The idea of DRT is to have a problem or an issue that you carry around the session with you - whether you're sitting, walking or running. It might not be the sole focus of the session, but you keep coming back to it.

By combining movement with talk therapy, DRT aims to "capitalise on the synergy found in the mind, body and spirit to create a sense of momentum and growth”.

Pullen said he has found that when people make progress in one of these areas it is often also experienced in another.

We began to walk. "Is this the part where we start running?" I asked.

"It's up to you," Pullen said.

And that's the point. The session is very much mutual. It's more client-lead than therapist-lead. You can decide whether you want to walk, run, jog, take a break.

Pullen said he uses these sessions as a journey, he is on the journey with his clients. It makes sense - every step you walk or run is a step closer to addressing your issues.

The NHS states that a benefit of talking therapy is that it gives you an opportunity to look at your problems in a different way, with someone who’ll respect and encourage your opinions.

How many times have you heard about how running is good for your mental health? It clears your mind, it gives you a burst of excitement in your belly. That's why Pullen put the two elements together.

So what do we do? We walk, and run, and I talk about my life and career to a complete stranger. Yet for some reason, I find myself happily divulging details of my new job, discussing how anxious I feel about signing up to a half marathon, and everything in between.

I talk about my career journey, my education, my family. How I felt that week.

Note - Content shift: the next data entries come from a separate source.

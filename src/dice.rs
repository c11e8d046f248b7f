use std::fmt::Display;

use tracing::info;

use crate::{
    classify::{classify, Classification},
    error::{Error, Result},
    roll::{RollConfig, RollSource},
};

/// Labels are handed out from `'Z'` backwards, one letter per die.
pub const MAX_DICE: u32 = 26;

/// A single labeled die and the value it currently shows.
#[derive(Debug, Clone, Copy, PartialEq, Eq, Hash)]
pub struct Die {
    pub(crate) label: char,
    pub(crate) value: u32,
}

impl Die {
    pub fn new(label: char, value: u32) -> Self {
        Self { label, value }
    }

    pub fn label(&self) -> char {
        self.label
    }

    pub fn value(&self) -> u32 {
        self.value
    }
}

/// Every die on the table, kept in the order they were first rolled.
/// No two dice share a label.
#[derive(Debug, Clone, PartialEq, Eq)]
pub struct RollSet {
    dice: Vec<Die>,
}

impl RollSet {
    /// Rolls `num_dice` new dice labeled `Z`, `Y`, `X`, ...
    /// Every die is rolled against the ones created before it.
    pub fn roll<S: RollSource + ?Sized>(
        num_dice: u32,
        config: &RollConfig,
        source: &mut S,
    ) -> Result<Self> {
        if num_dice < 1 {
            return Err(Error::BelowMinimum {
                what: "number of dice",
                value: num_dice.into(),
            });
        }
        if num_dice > MAX_DICE {
            return Err(Error::TooManyDice {
                max: MAX_DICE,
                value: num_dice.into(),
            });
        }

        let mut dice = Vec::with_capacity(num_dice as usize);
        for label in ('A'..='Z').rev().take(num_dice as usize) {
            let value = config.roll(&dice, source);
            dice.push(Die::new(label, value));
        }

        Ok(Self { dice })
    }

    /// Builds a set from dice whose values are already known.
    pub fn from_dice(dice: impl IntoIterator<Item = Die>) -> Result<Self> {
        let mut set = Self { dice: Vec::new() };
        for die in dice {
            if set.get(die.label).is_some() {
                return Err(Error::DuplicateLabel(die.label));
            }
            set.dice.push(die);
        }
        Ok(set)
    }

    pub fn len(&self) -> usize {
        self.dice.len()
    }

    pub fn is_empty(&self) -> bool {
        self.dice.is_empty()
    }

    pub fn dice(&self) -> &[Die] {
        &self.dice
    }

    pub fn get(&self, label: char) -> Option<u32> {
        self.dice.iter().find(|d| d.label == label).map(Die::value)
    }

    /// The dice in ascending label order, the order they are shown in.
    pub fn sorted(&self) -> Vec<Die> {
        let mut sorted = self.dice.clone();
        sorted.sort_by_key(Die::label);
        sorted
    }

    pub fn classify(&self) -> Classification {
        classify(&self.dice)
    }

    /// Rerolls the die with the given label and returns its new value.
    /// The old value is still on the table while the new one is rolled.
    pub fn reroll<S: RollSource + ?Sized>(
        &mut self,
        label: char,
        config: &RollConfig,
        source: &mut S,
    ) -> Result<u32> {
        let index = self
            .dice
            .iter()
            .position(|d| d.label == label)
            .ok_or(Error::NoMatchingDie(label))?;

        let value = config.roll(&self.dice, source);
        let old = std::mem::replace(&mut self.dice[index].value, value);

        info!(%label, old, new = value, "rerolled die");
        Ok(value)
    }

    /// Rerolls every die. Each new value is rolled against the dice as they
    /// were before this reroll started.
    pub fn reroll_all<S: RollSource + ?Sized>(&mut self, config: &RollConfig, source: &mut S) {
        let before = self.dice.clone();
        for die in &mut self.dice {
            die.value = config.roll(&before, source);
        }

        info!(dice = self.dice.len(), "rerolled all dice");
    }
}

impl<'a> IntoIterator for &'a RollSet {
    type Item = &'a Die;
    type IntoIter = std::slice::Iter<'a, Die>;

    fn into_iter(self) -> Self::IntoIter {
        self.dice.iter()
    }
}

impl Display for Die {
    fn fmt(&self, f: &mut std::fmt::Formatter<'_>) -> std::fmt::Result {
        write!(f, "Dice {}: {}", self.label, self.value)
    }
}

How I felt that day.

I asked him questions, too. It wasn't just a one-sided conversation.

Moving helps me to express my feelings. "Emotion in motion," is how Pullen described it.

We spoke about being grateful and why the generation of 20-somethings is plagued with anxiety. Sometimes I asked to slow down and Pullen just slowed down too, while carrying on talking.

He spoke about anxiety in a completely different light, giving it a positive meaning. He said it was essential for our growth - we're never going to accept challenges and live life to the fullest if we don't get anxious.

"Reframing it this way can help people to re-understand, accept, limit and integrate anxiety," he told me.

"Anxiety is the very excitement and jeopardy we want and seek."

If someone told me I'd be chatting about anxiety to a complete stranger an hour before, I wouldn't have believed them.

I actually forgot I was running and how long we had been running for, because I was more focused on our conversation.

The session left me feeling empowered, not intimidated.

But for many of us forking out £150 for this isn't so easy - so I asked how we could do it ourselves.

Here is Pullen's seven-point guide:

  1. Find a friend you trust.
  2. Ideally one who will be happy to go at the same pace as you.
  3. The emphasis is on listening, not discussing - questions are fine and useful, opinions less so.
  4. Don't feel the need to fill any silent moments.
  5. Take your time. Be gentle and patient with yourself and your partner.
  6. Notice how your body and your feelings interact. DRT is holistic.
  7. Allow time to cool down physically and emotionally at end.